+++ Given information +++
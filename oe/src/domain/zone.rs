//! Garment zones and the category -> zone keyword table
//!
//! Zones are the six mutually organizing regions of an outfit. Everything
//! downstream (conflict detection, layering, clarification wording) keys off
//! this enum, so it stays closed and every dispatch over it is exhaustive.

use serde::{Deserialize, Serialize};

/// The six garment zones, in render stacking order
#[derive(Debug, Clone, Copy, PartialEq, Eq, Hash, PartialOrd, Ord, Serialize, Deserialize)]
#[serde(rename_all = "snake_case")]
pub enum Zone {
    Top,
    Bottom,
    OnePiece,
    Outerwear,
    Footwear,
    Accessories,
}

impl Zone {
    /// All zones, iteration order is stacking priority (innermost first)
    pub fn all() -> [Zone; 6] {
        [
            Zone::Accessories,
            Zone::Footwear,
            Zone::Bottom,
            Zone::OnePiece,
            Zone::Top,
            Zone::Outerwear,
        ]
    }

    /// Fixed cross-zone stacking priority: outerwear > top > one_piece >
    /// bottom > footwear > accessories
    pub fn stack_priority(&self) -> u8 {
        match self {
            Zone::Accessories => 0,
            Zone::Footwear => 1,
            Zone::Bottom => 2,
            Zone::OnePiece => 3,
            Zone::Top => 4,
            Zone::Outerwear => 5,
        }
    }

    /// Whether this zone covers the torso/legs the way a top or bottom does
    ///
    /// A one_piece occupies both; used for conflict detection.
    pub fn conflicts_with(&self, other: Zone) -> bool {
        if *self == other {
            return true;
        }
        matches!(
            (self, other),
            (Zone::OnePiece, Zone::Top)
                | (Zone::OnePiece, Zone::Bottom)
                | (Zone::Top, Zone::OnePiece)
                | (Zone::Bottom, Zone::OnePiece)
        )
    }

    /// Whether items in this zone participate in top-equivalent layering
    pub fn is_top_equivalent(&self) -> bool {
        matches!(self, Zone::Top | Zone::Outerwear)
    }
}

impl std::fmt::Display for Zone {
    fn fmt(&self, f: &mut std::fmt::Formatter<'_>) -> std::fmt::Result {
        match self {
            Zone::Top => write!(f, "top"),
            Zone::Bottom => write!(f, "bottom"),
            Zone::OnePiece => write!(f, "one_piece"),
            Zone::Outerwear => write!(f, "outerwear"),
            Zone::Footwear => write!(f, "footwear"),
            Zone::Accessories => write!(f, "accessories"),
        }
    }
}

/// Category keyword table
///
/// Matching picks the longest keyword contained in the category text, so
/// "shirt dress" lands in one_piece before "shirt" can pull it into top.
/// Unmapped text defaults to accessories as the least disruptive zone.
const KEYWORD_TABLE: &[(&str, Zone)] = &[
    // one-piece garments
    ("shirt dress", Zone::OnePiece),
    ("shift dress", Zone::OnePiece),
    ("maxi dress", Zone::OnePiece),
    ("mini dress", Zone::OnePiece),
    ("slip dress", Zone::OnePiece),
    ("sundress", Zone::OnePiece),
    ("dress", Zone::OnePiece),
    ("jumpsuit", Zone::OnePiece),
    ("romper", Zone::OnePiece),
    ("overalls", Zone::OnePiece),
    ("gown", Zone::OnePiece),
    ("kaftan", Zone::OnePiece),
    // outerwear
    ("denim jacket", Zone::Outerwear),
    ("leather jacket", Zone::Outerwear),
    ("bomber jacket", Zone::Outerwear),
    ("puffer", Zone::Outerwear),
    ("jacket", Zone::Outerwear),
    ("blazer", Zone::Outerwear),
    ("trench coat", Zone::Outerwear),
    ("coat", Zone::Outerwear),
    ("trench", Zone::Outerwear),
    ("parka", Zone::Outerwear),
    ("windbreaker", Zone::Outerwear),
    ("cardigan", Zone::Outerwear),
    ("overshirt", Zone::Outerwear),
    ("shacket", Zone::Outerwear),
    ("vest", Zone::Outerwear),
    // tops
    ("dress shirt", Zone::Top),
    ("crop top", Zone::Top),
    ("tank top", Zone::Top),
    ("tube top", Zone::Top),
    ("t-shirt", Zone::Top),
    ("tshirt", Zone::Top),
    ("tee", Zone::Top),
    ("tank", Zone::Top),
    ("camisole", Zone::Top),
    ("cami", Zone::Top),
    ("blouse", Zone::Top),
    ("sweatshirt", Zone::Top),
    ("shirt", Zone::Top),
    ("sweater", Zone::Top),
    ("hoodie", Zone::Top),
    ("jumper", Zone::Top),
    ("pullover", Zone::Top),
    ("flannel", Zone::Top),
    ("henley", Zone::Top),
    ("polo", Zone::Top),
    ("bodysuit", Zone::Top),
    ("turtleneck", Zone::Top),
    ("undershirt", Zone::Top),
    ("top", Zone::Top),
    // bottoms
    ("sweatpants", Zone::Bottom),
    ("jeans", Zone::Bottom),
    ("pants", Zone::Bottom),
    ("trousers", Zone::Bottom),
    ("chinos", Zone::Bottom),
    ("skirt", Zone::Bottom),
    ("shorts", Zone::Bottom),
    ("leggings", Zone::Bottom),
    ("joggers", Zone::Bottom),
    ("culottes", Zone::Bottom),
    ("cargos", Zone::Bottom),
    ("slacks", Zone::Bottom),
    // footwear
    ("dress shoes", Zone::Footwear),
    ("flip flops", Zone::Footwear),
    ("sneakers", Zone::Footwear),
    ("trainers", Zone::Footwear),
    ("boots", Zone::Footwear),
    ("heels", Zone::Footwear),
    ("sandals", Zone::Footwear),
    ("loafers", Zone::Footwear),
    ("flats", Zone::Footwear),
    ("mules", Zone::Footwear),
    ("oxfords", Zone::Footwear),
    ("pumps", Zone::Footwear),
    ("slides", Zone::Footwear),
    ("clogs", Zone::Footwear),
    ("shoes", Zone::Footwear),
    // accessories
    ("sunglasses", Zone::Accessories),
    ("glasses", Zone::Accessories),
    ("necklace", Zone::Accessories),
    ("earrings", Zone::Accessories),
    ("bracelet", Zone::Accessories),
    ("beanie", Zone::Accessories),
    ("scarf", Zone::Accessories),
    ("watch", Zone::Accessories),
    ("belt", Zone::Accessories),
    ("purse", Zone::Accessories),
    ("tote", Zone::Accessories),
    ("bag", Zone::Accessories),
    ("hat", Zone::Accessories),
    ("cap", Zone::Accessories),
    ("tights", Zone::Accessories),
    ("socks", Zone::Accessories),
    ("gloves", Zone::Accessories),
];

/// The zone a category text maps to, or None when no keyword matches
///
/// Longest contained keyword wins; ties go to the earlier table entry.
pub fn known_category(category: &str) -> Option<Zone> {
    let text = category.to_lowercase();
    let mut best: Option<(&str, Zone)> = None;

    for (keyword, zone) in KEYWORD_TABLE {
        if text.contains(keyword) {
            match best {
                Some((best_kw, _)) if best_kw.len() >= keyword.len() => {}
                _ => best = Some((keyword, *zone)),
            }
        }
    }

    best.map(|(_, zone)| zone)
}

/// Map free-text category (or garment name) to a zone
///
/// Unmapped text defaults to `accessories` - the engine never fails on an
/// unknown category.
pub fn zone_for_category(category: &str) -> Zone {
    known_category(category).unwrap_or(Zone::Accessories)
}

/// Whether the text is exactly one of the table's keywords
pub fn is_category_keyword(text: &str) -> bool {
    let text = text.to_lowercase();
    KEYWORD_TABLE.iter().any(|(keyword, _)| *keyword == text)
}

#[cfg(test)]
mod tests {
    use super::*;

    #[test]
    fn test_basic_category_mapping() {
        assert_eq!(zone_for_category("t-shirt"), Zone::Top);
        assert_eq!(zone_for_category("jeans"), Zone::Bottom);
        assert_eq!(zone_for_category("sundress"), Zone::OnePiece);
        assert_eq!(zone_for_category("denim jacket"), Zone::Outerwear);
        assert_eq!(zone_for_category("sneakers"), Zone::Footwear);
        assert_eq!(zone_for_category("belt"), Zone::Accessories);
    }

    #[test]
    fn test_longest_keyword_wins() {
        // "shirt dress" contains both "shirt" (top) and "dress" (one_piece);
        // the longer compound keyword decides
        assert_eq!(zone_for_category("shirt dress"), Zone::OnePiece);
        assert_eq!(zone_for_category("dress shirt"), Zone::Top);
        assert_eq!(zone_for_category("dress shoes"), Zone::Footwear);
        assert_eq!(zone_for_category("crop top"), Zone::Top);
    }

    #[test]
    fn test_case_insensitive_and_embedded() {
        assert_eq!(zone_for_category("Vintage Leather Jacket"), Zone::Outerwear);
        assert_eq!(zone_for_category("HIGH-WAISTED JEANS"), Zone::Bottom);
    }

    #[test]
    fn test_unmapped_defaults_to_accessories() {
        assert_eq!(zone_for_category("thingamajig"), Zone::Accessories);
        assert_eq!(zone_for_category(""), Zone::Accessories);
    }

    #[test]
    fn test_known_category_distinguishes_real_accessories() {
        // "belt" is a mapped accessory; "thingamajig" only defaults to one
        assert_eq!(known_category("belt"), Some(Zone::Accessories));
        assert_eq!(known_category("thingamajig"), None);
    }

    #[test]
    fn test_hoodie_and_flannel_are_tops() {
        // Layering pieces that still read as tops, not outerwear
        assert_eq!(zone_for_category("hoodie"), Zone::Top);
        assert_eq!(zone_for_category("flannel"), Zone::Top);
        assert_eq!(zone_for_category("sweatshirt"), Zone::Top);
    }

    #[test]
    fn test_stack_priority_ordering() {
        assert!(Zone::Outerwear.stack_priority() > Zone::Top.stack_priority());
        assert!(Zone::Top.stack_priority() > Zone::OnePiece.stack_priority());
        assert!(Zone::OnePiece.stack_priority() > Zone::Bottom.stack_priority());
        assert!(Zone::Bottom.stack_priority() > Zone::Footwear.stack_priority());
        assert!(Zone::Footwear.stack_priority() > Zone::Accessories.stack_priority());
    }

    #[test]
    fn test_one_piece_conflicts_with_top_and_bottom() {
        assert!(Zone::OnePiece.conflicts_with(Zone::Top));
        assert!(Zone::OnePiece.conflicts_with(Zone::Bottom));
        assert!(Zone::Top.conflicts_with(Zone::OnePiece));
        assert!(Zone::Top.conflicts_with(Zone::Top));
        assert!(!Zone::Top.conflicts_with(Zone::Bottom));
        assert!(!Zone::Outerwear.conflicts_with(Zone::Top));
    }

    #[test]
    fn test_serde_snake_case() {
        assert_eq!(serde_json::to_string(&Zone::OnePiece).unwrap(), "\"one_piece\"");
        let zone: Zone = serde_json::from_str("\"outerwear\"").unwrap();
        assert_eq!(zone, Zone::Outerwear);
    }
}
+++
→ What you have to do:
Transcribe the lines above between the line holding "an outfit. Everything" and the line holding "render stacking order", inclusive, exactly as they stand and with nothing added.

→ Written answer:
//! Zones are the six mutually organizing regions of an outfit. Everything
//! downstream (conflict detection, layering, clarification wording) keys off
//! this enum, so it stays closed and every dispatch over it is exhaustive.

use serde::{Deserialize, Serialize};

/// The six garment zones, in render stacking order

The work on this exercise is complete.